Camarda immediately started looking for the right doctor to perform the procedure. After interviewing six doctors, he was scheduled for surgery in November 2003. However, Camarda's condition had deteriorated to the point where his doctor advised his surgeon that the operation needed to be sooner, or there was a great possibility that he would not even live to see November. The surgery, which is only a 45 minute procedure, was rescheduled for July 31st, 2003. The doctors performed a 45 minute full gastric bypass. The operation was a success and Camarda had a new lease on life. Now 45 years of age, he weighs 156 pounds. Forty pounds lighter than that day when he was ridiculed in front of his fourth grade class. Camarda did experience some temporary side effects after surgery, but has no regrets.

“One thing I will tell you is that it is probably the most painful thing you will go through in your entire life. It’s absolutely excruciating and agonizing. But if you asked me today, I would do it again in a heartbeat. It was four days of pain for basically a new life. The reason why I wanted open gastric bypass surgery is because if something did happen, they (the doctors) have open access to stop any possible complications because you can lose your life.

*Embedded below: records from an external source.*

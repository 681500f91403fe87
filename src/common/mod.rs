//! Shared types, errors and collaborator traits

pub mod errors;
pub mod traits;
pub mod types;
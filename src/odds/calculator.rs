use rust_decimal::Decimal;
use serde::{Deserialize, Serialize};

use super::converter::OddsConverter;
use crate::common::errors::{EngineError, Result};
use crate::common::types::DecimalOdds;

/// Outcome of a winning single wager
#[derive(Debug, Clone, Copy, PartialEq, Eq, Serialize, Deserialize)]
pub struct WagerReturn {
    /// Stake plus winnings
    pub total_return: Decimal,
    /// Winnings only (`total_return - stake`)
    pub profit: Decimal,
    /// Decimal odds the figures were computed with
    pub decimal_odds: DecimalOdds,
}

/// Stake → return math for single wagers
pub struct BettingCalculator;

impl BettingCalculator {
    /// Return and profit for `stake` at decimal odds
    ///
    /// # Arguments
    /// * `stake` - Amount wagered, must be positive
    /// * `odds_decimal` - Decimal price, must be at least 1.01
    pub fn calculate_return(stake: Decimal, odds_decimal: Decimal) -> Result<WagerReturn> {
        let odds = DecimalOdds::new(odds_decimal)?;
        Self::calculate_with_odds(stake, odds)
    }

    /// Same as [`Self::calculate_return`] for odds that are already validated
    pub fn calculate_with_odds(stake: Decimal, odds: DecimalOdds) -> Result<WagerReturn> {
        if stake <= Decimal::ZERO {
            return Err(EngineError::InvalidStake(format!(
                "stake must be positive, got {}",
                stake
            )));
        }

        let total_return = stake.checked_mul(odds.value()).ok_or_else(|| {
            EngineError::InvalidStake(format!("return on stake {} does not fit", stake))
        })?;
        Ok(WagerReturn {
            total_return,
            profit: total_return - stake,
            decimal_odds: odds,
        })
    }

    /// Return and profit for `stake` at an American line
    ///
    /// The line is converted to decimal first; the decimal odds actually used
    /// are reported back for auditing.
    pub fn calculate_return_american(stake: Decimal, american: Decimal) -> Result<WagerReturn> {
        let odds = OddsConverter::american_to_decimal(american)?;
        Self::calculate_with_odds(stake, odds)
    }
}
use chrono::Utc;
use rust_decimal::Decimal;
use tracing::{debug, info, instrument, warn};

use super::slip::BetSlip;
use super::types::{Confirmation, ConfirmationContext, Selection, Settlement, SlipPhase};
use crate::common::errors::{EngineError, Result};
use crate::common::traits::FundsGateway;
use crate::common::types::{MatchId, Outcome};
use crate::odds::calculator::BettingCalculator;

/// Owns one session's betslip and drives it through confirmation
///
/// Single writer: every operation takes `&mut self`. Hosts that share a
/// manager between threads wrap it in a mutex.
#[derive(Debug, Clone, Default)]
pub struct BetSlipManager {
    slip: BetSlip,
    /// Set while confirming and after a confirmation attempt; cleared on edit
    outcome: Option<SlipPhase>,
}

impl BetSlipManager {
    pub fn new() -> Self {
        Self::default()
    }

    pub fn slip(&self) -> &BetSlip {
        &self.slip
    }

    /// Current lifecycle phase
    pub fn phase(&self) -> SlipPhase {
        if let Some(phase) = self.outcome {
            return phase;
        }
        if self.slip.is_empty() {
            SlipPhase::Empty
        } else if self.slip.is_valid() {
            SlipPhase::Valid
        } else {
            SlipPhase::Invalid
        }
    }

    pub fn add_or_toggle(&mut self, selection: Selection) {
        self.apply(|slip| slip.add_or_toggle(selection));
    }

    pub fn remove_selection(&mut self, match_id: &MatchId, outcome: Outcome) {
        self.apply(|slip| slip.remove_selection(match_id, outcome));
    }

    pub fn set_stake(&mut self, match_id: &MatchId, outcome: Outcome, stake: impl Into<String>) {
        self.apply(|slip| slip.set_stake(match_id, outcome, stake));
    }

    pub fn is_valid(&self) -> bool {
        self.slip.is_valid()
    }

    pub fn compute_total_stake(&self) -> Decimal {
        self.slip.compute_total_stake()
    }

    pub fn compute_aggregate_preview_return(&self) -> Decimal {
        self.slip.compute_aggregate_preview_return()
    }

    /// Validate the slip and compute per-selection settlements
    ///
    /// Does not touch any state. Checks run in this order: duplicate match in
    /// the slip, bet already placed, stake, funds.
    pub fn validate(&self, ctx: &ConfirmationContext) -> Result<Confirmation> {
        if let Some(match_id) = self.slip.conflicting_matches().into_iter().next() {
            return Err(EngineError::SlipInvalid { match_id });
        }

        if let Some(key) = self.slip.duplicates_against(&ctx.existing_bets).into_iter().next() {
            return Err(EngineError::DuplicateExistingBet {
                match_id: key.match_id,
                outcome: key.outcome,
            });
        }

        let total_stake = self.slip.checked_total_stake().ok_or_else(|| {
            EngineError::InvalidStake("total stake is too large".to_string())
        })?;
        if total_stake <= Decimal::ZERO {
            return Err(EngineError::InvalidStake(
                "total stake must be greater than zero".to_string(),
            ));
        }

        let settled_at = Utc::now();
        let mut settlements = Vec::with_capacity(self.slip.len());
        for selection in self.slip.selections() {
            let stake = match selection.parsed_stake() {
                Some(stake) if stake > Decimal::ZERO => stake,
                _ => {
                    return Err(EngineError::InvalidStake(format!(
                        "stake {:?} for {} ({}) is not a positive amount",
                        selection.stake, selection.match_id, selection.outcome
                    )))
                }
            };

            let wager = BettingCalculator::calculate_with_odds(stake, selection.odds)?;
            settlements.push(Settlement {
                key: selection.key(),
                stake,
                potential_return: wager.total_return,
                profit: wager.profit,
                decimal_odds_used: wager.decimal_odds,
                settled_at,
            });
        }

        if total_stake > ctx.available_funds {
            return Err(EngineError::InsufficientFunds {
                required: total_stake,
                available: ctx.available_funds,
            });
        }

        Ok(Confirmation {
            settlements,
            total_stake,
        })
    }

    /// Confirm the slip
    ///
    /// Local checks run first and leave everything untouched on failure. Then
    /// the total is deducted through `gateway`; if that fails the slip is kept
    /// as is, no settlements are returned and the phase becomes `Cancelled`.
    /// Only after a successful deduction is the slip cleared.
    #[instrument(skip(self, ctx, gateway))]
    pub async fn confirm<G>(&mut self, ctx: &ConfirmationContext, gateway: &G) -> Result<Confirmation>
    where
        G: FundsGateway + ?Sized,
    {
        let confirmation = self.validate(ctx)?;
        let pending = PendingConfirmation::start(&mut self.outcome);
        debug!(
            "Deducting {} for {} selections",
            confirmation.total_stake,
            confirmation.settlements.len()
        );

        let deducted = gateway.deduct(confirmation.total_stake).await;
        drop(pending);

        if let Err(e) = deducted {
            warn!("Funds deduction failed, keeping betslip: {}", e);
            return Err(match e {
                EngineError::ExternalFailure(message) => EngineError::ExternalFailure(message),
                other => EngineError::ExternalFailure(other.to_string()),
            });
        }

        info!(
            "Confirmed betslip: {} selections, total stake {}",
            confirmation.settlements.len(),
            confirmation.total_stake
        );
        self.slip = BetSlip::new();
        self.outcome = Some(SlipPhase::Settled);
        Ok(confirmation)
    }

    fn apply(&mut self, f: impl FnOnce(BetSlip) -> BetSlip) {
        let slip = std::mem::take(&mut self.slip);
        self.slip = f(slip);
        self.outcome = None;
    }
}

/// Holds the `Confirming` phase while the deduction is pending
///
/// Dropping it leaves the phase at `Cancelled`, which also covers a confirm
/// future that is dropped before the gateway answers.
struct PendingConfirmation<'a> {
    outcome: &'a mut Option<SlipPhase>,
}

impl<'a> PendingConfirmation<'a> {
    fn start(outcome: &'a mut Option<SlipPhase>) -> Self {
        *outcome = Some(SlipPhase::Confirming);
        Self { outcome }
    }
}

impl Drop for PendingConfirmation<'_> {
    fn drop(&mut self) {
        *self.outcome = Some(SlipPhase::Cancelled);
    }
}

You have to reteach yourself how to eat. The first two weeks is only liquids. After that you can eat baby foods or processed foods for four weeks. Then you can slowly start to eat real foods. Your whole stomach was rerouted, so everything inside of you is swollen, so there is no room for food. You couldn’t put anything in the body because there is no room for it. After six years, I’m now just able to eat a slice and a half of pizza. Before I could eat that in about six seconds.”

Although Camarda expresses no regrets about his surgery, he doesn’t recommend it for everybody.

“If they feel like there is nothing else you can do, than gastric bypass would be the answer. With me I figured that I could either die on the table, or last six months. I took my chances, and my whole life was remodeled. Only do it if it’s life threatening at that moment. The funny thing is that after I went through the bypass, I realized that I could have actually conquered this on my own. You can look at this (food) as an addiction. People are addicts to alcohol and drugs, and you can become an addict to everything you can eat on a daily basis.”

photograph of Thomas Camarda skinnyThese days, Camarda works for “United Credit Education Services”, a company based in Detroit, Michigan which specializes in credit restoration. The company is the only one in America who has an A rating from the Better Business Bureau, meaning that the company has had no complaints in over five and a half years in business. “We help people that have credit challenges who need to get their credit score increased. At this time we’ve taken off over 400,000 items of negative consumer credit,” Camarda said.

In his spare time, Camarda aspires to reach out by motivating and encouraging those regarding the issues that he has faced regarding obesity.

“You come to a point in your life where you say ‘this is me and except me for who I am.’ Their contribution to the world is much more than just who they are now, but it’s who they wanna be and who they are inside. They have to get in touch who is really inside of them and become that person. There is a way (and) they need to get that person out.'

'That person is inside of them and he or she is hiding underneath 200 pounds. It might not sound right to some, but there are people out there reading this is who are going to understand what I’m saying. When you live a life of restriction for almost 40 years because of your weight, and then all the sudden you don’t have that weight anymore. Not only does every medical and physical problem go away, but you have such a heightened sense of what you can accomplish. Your confidence level goes through the roof. You feel like you’ve succeeded in the impossible, and now you can basically accomplish anything.”

And in the case of Thomas Camarda it’s a brand new life, and so far he’s accomplished a lot.